Optimal Bayesian Affine Estimator and Active Learning for the Wiener Model
Sasan Vakili, Manuel Mazo, Peyman Mohajerin Esfahani
TL;DR
The paper develops a Bayesian estimation framework for Wiener models with known linear dynamics and an unknown static nonlinear block, deriving a closed-form optimal affine estimator expressed via dynamic basis statistics (DBS). It analyzes key properties including Bayesian unbiasedness, posterior updates, monotone error reduction, and consistency conditions; for Fourier bases, explicit DBS expressions reveal single-trajectory inconsistency under stochastic instability and motivate an active-learning input design to minimize estimation error. The approach is validated numerically, showing clear improvements over regularized least-squares methods, and the BAL variant with active learning yields the best performance in many scenarios. The work provides practical tools for accurate nonlinear system identification under correlated noise and presents an open-source MATLAB library to enable reproducibility and further research.
Abstract
This paper presents a Bayesian estimation framework for Wiener models, focusing on learning nonlinear output functions under known linear state dynamics. We derive a closed-form optimal affine estimator for the unknown parameters, characterized by the so-called "dynamic basis statistics" (DBS). Several features of the proposed estimator are studied, including Bayesian unbiasedness, closed-form posterior statistics, error monotonicity in trajectory length, and consistency condition (also known as persistent excitation). In the special case of Fourier basis functions, we demonstrate that the closed-form description is computationally available, as the Fourier DBS enjoys explicit expressions.
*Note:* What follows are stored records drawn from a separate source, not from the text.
//! System predicates and search contexts.
//!
//! Every predicate kind is its own variant carrying only the operands valid
//! for it. Operand invariants that the types cannot express (non-empty mime
//! sets, non-zero ratio units, sane similarity distances) are checked when a
//! [`SearchContext`] is built, so evaluation never sees a malformed query.

use std::collections::{BTreeSet, HashSet};
use std::fmt;
use std::str::FromStr;

use serde::{Deserialize, Serialize};

use crate::error::{Error, Result};
use crate::media::{FileId, Hash, Mime, MimeGroup};
use crate::services::{RatingValue, ServiceKey};

/// `≈` band for AGE, as a fraction of the requested span.
pub const AGE_TOLERANCE: f64 = 0.15;
/// `≈` band for DURATION, as a fraction of the operand.
pub const DURATION_TOLERANCE: f64 = 0.05;
/// `≈` band for WIDTH and HEIGHT, as a fraction of the operand.
pub const DIMENSION_TOLERANCE: f64 = 0.05;
/// `≈` band for RATIO, as a fraction of the operand ratio.
pub const RATIO_TOLERANCE: f64 = 0.05;
/// `≈` band for SIZE, as a fraction of the operand in bytes.
pub const SIZE_TOLERANCE: f64 = 0.15;
/// `≈` band for NUM_WORDS and NUM_TAGS. Collapses to an exact match at 0.
pub const COUNT_TOLERANCE: f64 = 0.05;

/// Hamming distances are measured over at most this many bits.
pub const MAX_SIMILARITY_DISTANCE: u32 = 256;

#[derive(Debug, Clone, Copy, PartialEq, Eq, Hash, Serialize, Deserialize)]
pub enum Operator {
    Less,
    Equal,
    Greater,
    /// Equal within the predicate's documented tolerance.
    Approx,
}

impl Operator {
    pub fn symbol(&self) -> &'static str {
        match self {
            Operator::Less => "<",
            Operator::Equal => "=",
            Operator::Greater => ">",
            Operator::Approx => "\u{2248}",
        }
    }

    pub fn parse(s: &str) -> Result<Self> {
        match s {
            "<" => Ok(Operator::Less),
            "=" => Ok(Operator::Equal),
            ">" => Ok(Operator::Greater),
            "\u{2248}" | "~" => Ok(Operator::Approx),
            other => Err(Error::InvalidPredicate(format!("unknown operator {:?}", other))),
        }
    }

    /// Inclusive `[low, high]` band for `≈` around `value`.
    pub fn approx_band(value: f64, tolerance: f64) -> (f64, f64) {
        (value * (1.0 - tolerance), value * (1.0 + tolerance))
    }
}

impl fmt::Display for Operator {
    fn fmt(&self, f: &mut fmt::Formatter<'_>) -> fmt::Result {
        f.write_str(self.symbol())
    }
}

/// Rating comparisons have no tolerance band.
#[derive(Debug, Clone, Copy, PartialEq, Eq, Hash, Serialize, Deserialize)]
pub enum RatingOperator {
    Less,
    Equal,
    Greater,
}

#[derive(Debug, Clone, Copy, PartialEq, Eq, Default, Serialize, Deserialize)]
pub struct AgeSpan {
    pub years: u32,
    pub months: u32,
    pub days: u32,
    pub hours: u32,
}

impl AgeSpan {
    pub fn new(years: u32, months: u32, days: u32, hours: u32) -> Self {
        Self { years, months, days, hours }
    }

    /// Span in seconds. Years count as 365 days and months as 30.
    pub fn seconds(&self) -> i64 {
        const HOUR: i64 = 3600;
        const DAY: i64 = 24 * HOUR;
        self.years as i64 * 365 * DAY
            + self.months as i64 * 30 * DAY
            + self.days as i64 * DAY
            + self.hours as i64 * HOUR
    }
}

#[derive(Debug, Clone, Copy, PartialEq, Eq, Hash, Serialize, Deserialize)]
pub enum SizeUnit {
    B,
    KB,
    MB,
    GB,
}

impl SizeUnit {
    pub fn multiplier(&self) -> u64 {
        match self {
            SizeUnit::B => 1,
            SizeUnit::KB => 1024,
            SizeUnit::MB => 1024 * 1024,
            SizeUnit::GB => 1024 * 1024 * 1024,
        }
    }

    pub fn parse(s: &str) -> Option<Self> {
        match s.to_ascii_uppercase().as_str() {
            "" | "B" => Some(SizeUnit::B),
            "KB" => Some(SizeUnit::KB),
            "MB" => Some(SizeUnit::MB),
            "GB" => Some(SizeUnit::GB),
            _ => None,
        }
    }
}

/// Width:height ratio with non-zero units.
#[derive(Debug, Clone, Copy, PartialEq, Eq, Hash, Serialize, Deserialize)]
pub struct Ratio {
    width: u32,
    height: u32,
}

impl Ratio {
    pub fn new(width: u32, height: u32) -> Result<Self> {
        if width == 0 || height == 0 {
            return Err(Error::InvalidPredicate(format!(
                "ratio units must be non-zero, got {}:{}",
                width, height
            )));
        }
        Ok(Self { width, height })
    }

    pub fn width(&self) -> u32 {
        self.width
    }

    pub fn height(&self) -> u32 {
        self.height
    }

    pub fn value(&self) -> f64 {
        self.width as f64 / self.height as f64
    }
}

/// Non-empty set of mimes.
#[derive(Debug, Clone, PartialEq, Eq, Serialize, Deserialize)]
pub struct MimeSet(BTreeSet<Mime>);

impl MimeSet {
    pub fn new(mimes: impl IntoIterator<Item = Mime>) -> Result<Self> {
        let set: BTreeSet<Mime> = mimes.into_iter().collect();
        if set.is_empty() {
            return Err(Error::InvalidPredicate("mime predicate needs at least one mime".into()));
        }
        Ok(MimeSet(set))
    }

    pub fn contains(&self, mime: Mime) -> bool {
        self.0.contains(&mime)
    }

    pub fn iter(&self) -> impl Iterator<Item = &Mime> {
        self.0.iter()
    }
}

impl From<Mime> for MimeSet {
    fn from(mime: Mime) -> Self {
        MimeSet(BTreeSet::from([mime]))
    }
}

impl From<MimeGroup> for MimeSet {
    fn from(group: MimeGroup) -> Self {
        MimeSet(group.mimes())
    }
}

#[derive(Debug, Clone, Copy, PartialEq, Eq, Hash, Serialize, Deserialize)]
pub enum FileServiceStatus {
    Current,
    Pending,
}

#[derive(Debug, Clone, PartialEq, Serialize, Deserialize)]
pub enum Predicate {
    Archive,
    Inbox,
    Everything,
    Local,
    NotLocal,
    Age {
        operator: Operator,
        span: AgeSpan,
    },
    /// Milliseconds. Absent durations compare as 0.
    Duration {
        operator: Operator,
        millis: u64,
    },
    /// File has (`present`) or lacks a file-service row of `status`.
    FileService {
        present: bool,
        status: FileServiceStatus,
        service: ServiceKey,
    },
    Hash(Hash),
    Height {
        operator: Operator,
        pixels: u32,
    },
    Width {
        operator: Operator,
        pixels: u32,
    },
    Mime(MimeSet),
    NumTags {
        operator: Operator,
        count: u32,
    },
    /// Absent word counts compare as 0.
    NumWords {
        operator: Operator,
        count: u32,
    },
    Ratio {
        operator: Operator,
        ratio: Ratio,
    },
    SimilarTo {
        hash: Hash,
        max_distance: u32,
    },
    Size {
        operator: Operator,
        value: u64,
        unit: SizeUnit,
    },
    /// Recorded for the truncation stage; never filters.
    Limit(u64),
    Tag {
        tag: String,
        inclusive: bool,
    },
    Rating {
        service: ServiceKey,
        operator: RatingOperator,
        value: RatingValue,
    },
}

impl Predicate {
    pub fn tag(tag: &str, inclusive: bool) -> Result<Self> {
        Ok(Predicate::Tag {
            tag: clean_tag(tag)?,
            inclusive,
        })
    }

    pub fn similar_to(hash: Hash, max_distance: u32) -> Result<Self> {
        let predicate = Predicate::SimilarTo { hash, max_distance };
        predicate.validate()?;
        Ok(predicate)
    }

    /// Reject operands that the variant types cannot rule out on their own.
    pub fn validate(&self) -> Result<()> {
        match self {
            Predicate::SimilarTo { max_distance, .. } if *max_distance > MAX_SIMILARITY_DISTANCE => {
                Err(Error::InvalidPredicate(format!(
                    "similarity distance {} exceeds {}",
                    max_distance, MAX_SIMILARITY_DISTANCE
                )))
            }
            Predicate::Tag { tag, .. } if clean_tag(tag)? != *tag => Err(Error::InvalidPredicate(
                format!("tag {:?} is not in canonical form", tag),
            )),
            Predicate::Size { value, unit, .. } if value.checked_mul(unit.multiplier()).is_none() => {
                Err(Error::InvalidPredicate(format!("size {} {:?} overflows", value, unit)))
            }
            _ => Ok(()),
        }
    }

    pub fn kind(&self) -> &'static str {
        match self {
            Predicate::Archive => "archive",
            Predicate::Inbox => "inbox",
            Predicate::Everything => "everything",
            Predicate::Local => "local",
            Predicate::NotLocal => "not_local",
            Predicate::Age { .. } => "age",
            Predicate::Duration { .. } => "duration",
            Predicate::FileService { .. } => "file_service",
            Predicate::Hash(_) => "hash",
            Predicate::Height { .. } => "height",
            Predicate::Width { .. } => "width",
            Predicate::Mime(_) => "mime",
            Predicate::NumTags { .. } => "num_tags",
            Predicate::NumWords { .. } => "num_words",
            Predicate::Ratio { .. } => "ratio",
            Predicate::SimilarTo { .. } => "similar_to",
            Predicate::Size { .. } => "size",
            Predicate::Limit(_) => "limit",
            Predicate::Tag { .. } => "tag",
            Predicate::Rating { .. } => "rating",
        }
    }
}

/// Trim and lowercase a tag. Empty tags are rejected.
pub fn clean_tag(tag: &str) -> Result<String> {
    let cleaned = tag.trim().to_lowercase();
    if cleaned.is_empty() {
        return Err(Error::InvalidPredicate("empty tag".into()));
    }
    Ok(cleaned)
}

/// Compact textual form used by the command line, e.g. `inbox`,
/// `size>10kb`, `width~200`, `ratio=16:9`, `mime=image/png`, `mime=images`,
/// `age<7d`, `tag=car`, `-tag=car`, `hash=<hex>`, `limit=50`.
impl FromStr for Predicate {
    type Err = Error;

    fn from_str(s: &str) -> Result<Self> {
        let s = s.trim();
        match s {
            "archive" => return Ok(Predicate::Archive),
            "inbox" => return Ok(Predicate::Inbox),
            "everything" => return Ok(Predicate::Everything),
            "local" => return Ok(Predicate::Local),
            "not_local" => return Ok(Predicate::NotLocal),
            _ => {}
        }

        let split = s
            .char_indices()
            .find(|(_, c)| matches!(c, '<' | '=' | '>' | '~' | '\u{2248}'))
            .ok_or_else(|| Error::InvalidPredicate(format!("cannot parse predicate {:?}", s)))?;
        let (name, rest) = s.split_at(split.0);
        let op_len = split.1.len_utf8();
        let operator = Operator::parse(&rest[..op_len])?;
        let operand = rest[op_len..].trim();
        let invalid = || Error::InvalidPredicate(format!("bad operand in {:?}", s));
        let number = |text: &str| text.parse::<u64>().map_err(|_| invalid());
        let small = |text: &str| u32::try_from(number(text)?).map_err(|_| invalid());

        let predicate = match name.trim() {
            "size" => {
                let digits = operand.trim_end_matches(|c: char| c.is_ascii_alphabetic());
                let unit = SizeUnit::parse(&operand[digits.len()..]).ok_or_else(invalid)?;
                Predicate::Size { operator, value: number(digits)?, unit }
            }
            "width" => Predicate::Width { operator, pixels: small(operand)? },
            "height" => Predicate::Height { operator, pixels: small(operand)? },
            "duration" => Predicate::Duration { operator, millis: number(operand)? },
            "num_tags" => Predicate::NumTags { operator, count: small(operand)? },
            "num_words" => Predicate::NumWords { operator, count: small(operand)? },
            "ratio" => {
                let (w, h) = operand.split_once(':').ok_or_else(invalid)?;
                Predicate::Ratio {
                    operator,
                    ratio: Ratio::new(small(w)?, small(h)?)?,
                }
            }
            "age" => {
                if !operand.is_ascii() {
                    return Err(invalid());
                }
                let (digits, unit) = operand.split_at(operand.len().saturating_sub(1));
                let n = small(digits)?;
                let span = match unit {
                    "y" => AgeSpan::new(n, 0, 0, 0),
                    "m" => AgeSpan::new(0, n, 0, 0),
                    "d" => AgeSpan::new(0, 0, n, 0),
                    "h" => AgeSpan::new(0, 0, 0, n),
                    _ => return Err(invalid()),
                };
                Predicate::Age { operator, span }
            }
            "mime" if operator == Operator::Equal => {
                let set = match operand {
                    "images" => MimeSet::from(MimeGroup::Images),
                    "video" => MimeSet::from(MimeGroup::Video),
                    "audio" => MimeSet::from(MimeGroup::Audio),
                    "applications" => MimeSet::from(MimeGroup::Applications),
                    other => MimeSet::from(Mime::from_mime_str(other).ok_or_else(invalid)?),
                };
                Predicate::Mime(set)
            }
            "hash" if operator == Operator::Equal => {
                Predicate::Hash(Hash::from_hex(operand).ok_or_else(invalid)?)
            }
            "limit" if operator == Operator::Equal => Predicate::Limit(number(operand)?),
            "tag" if operator == Operator::Equal => Predicate::tag(operand, true)?,
            "-tag" if operator == Operator::Equal => Predicate::tag(operand, false)?,
            _ => return Err(Error::InvalidPredicate(format!("cannot parse predicate {:?}", s))),
        };
        predicate.validate()?;
        Ok(predicate)
    }
}

/// A file query: which file service to search, which tag service to count
/// tags in, and the predicates to intersect.
#[derive(Debug, Clone, PartialEq)]
pub struct SearchContext {
    file_service: ServiceKey,
    tag_service: ServiceKey,
    include_current_tags: bool,
    include_pending_tags: bool,
    predicates: Vec<Predicate>,
}

impl SearchContext {
    pub fn new(file_service: ServiceKey, predicates: Vec<Predicate>) -> Result<Self> {
        for predicate in &predicates {
            predicate.validate()?;
        }
        Ok(Self {
            file_service,
            tag_service: ServiceKey::combined_tag(),
            include_current_tags: true,
            include_pending_tags: true,
            predicates,
        })
    }

    pub fn with_tag_service(mut self, tag_service: ServiceKey) -> Self {
        self.tag_service = tag_service;
        self
    }

    pub fn with_tag_statuses(mut self, current: bool, pending: bool) -> Self {
        self.include_current_tags = current;
        self.include_pending_tags = pending;
        self
    }

    pub fn file_service(&self) -> &ServiceKey {
        &self.file_service
    }

    pub fn tag_service(&self) -> &ServiceKey {
        &self.tag_service
    }

    pub fn include_current_tags(&self) -> bool {
        self.include_current_tags
    }

    pub fn include_pending_tags(&self) -> bool {
        self.include_pending_tags
    }

    pub fn predicates(&self) -> &[Predicate] {
        &self.predicates
    }

    /// The tightest LIMIT among the predicates, if any.
    pub fn limit(&self) -> Option<u64> {
        self.predicates
            .iter()
            .filter_map(|p| match p {
                Predicate::Limit(n) => Some(*n),
                _ => None,
            })
            .min()
    }

    /// Truncation stage: order ids ascending and keep at most `limit()`.
    pub fn apply_limit(&self, ids: &HashSet<FileId>) -> Vec<FileId> {
        let mut ordered: Vec<FileId> = ids.iter().copied().collect();
        ordered.sort();
        if let Some(limit) = self.limit() {
            ordered.truncate(limit as usize);
        }
        ordered
    }
}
Furthermore, we identify an inherent inconsistency in the Fourier bases for single-trajectory measurements, regardless of the input excitation. Leveraging the closed-form estimation error, we develop an active learning algorithm synthesizing input signals to minimize estimation error. Numerical experiments validate the efficacy of our approach, showing significant improvements over traditional regularized least-squares methods.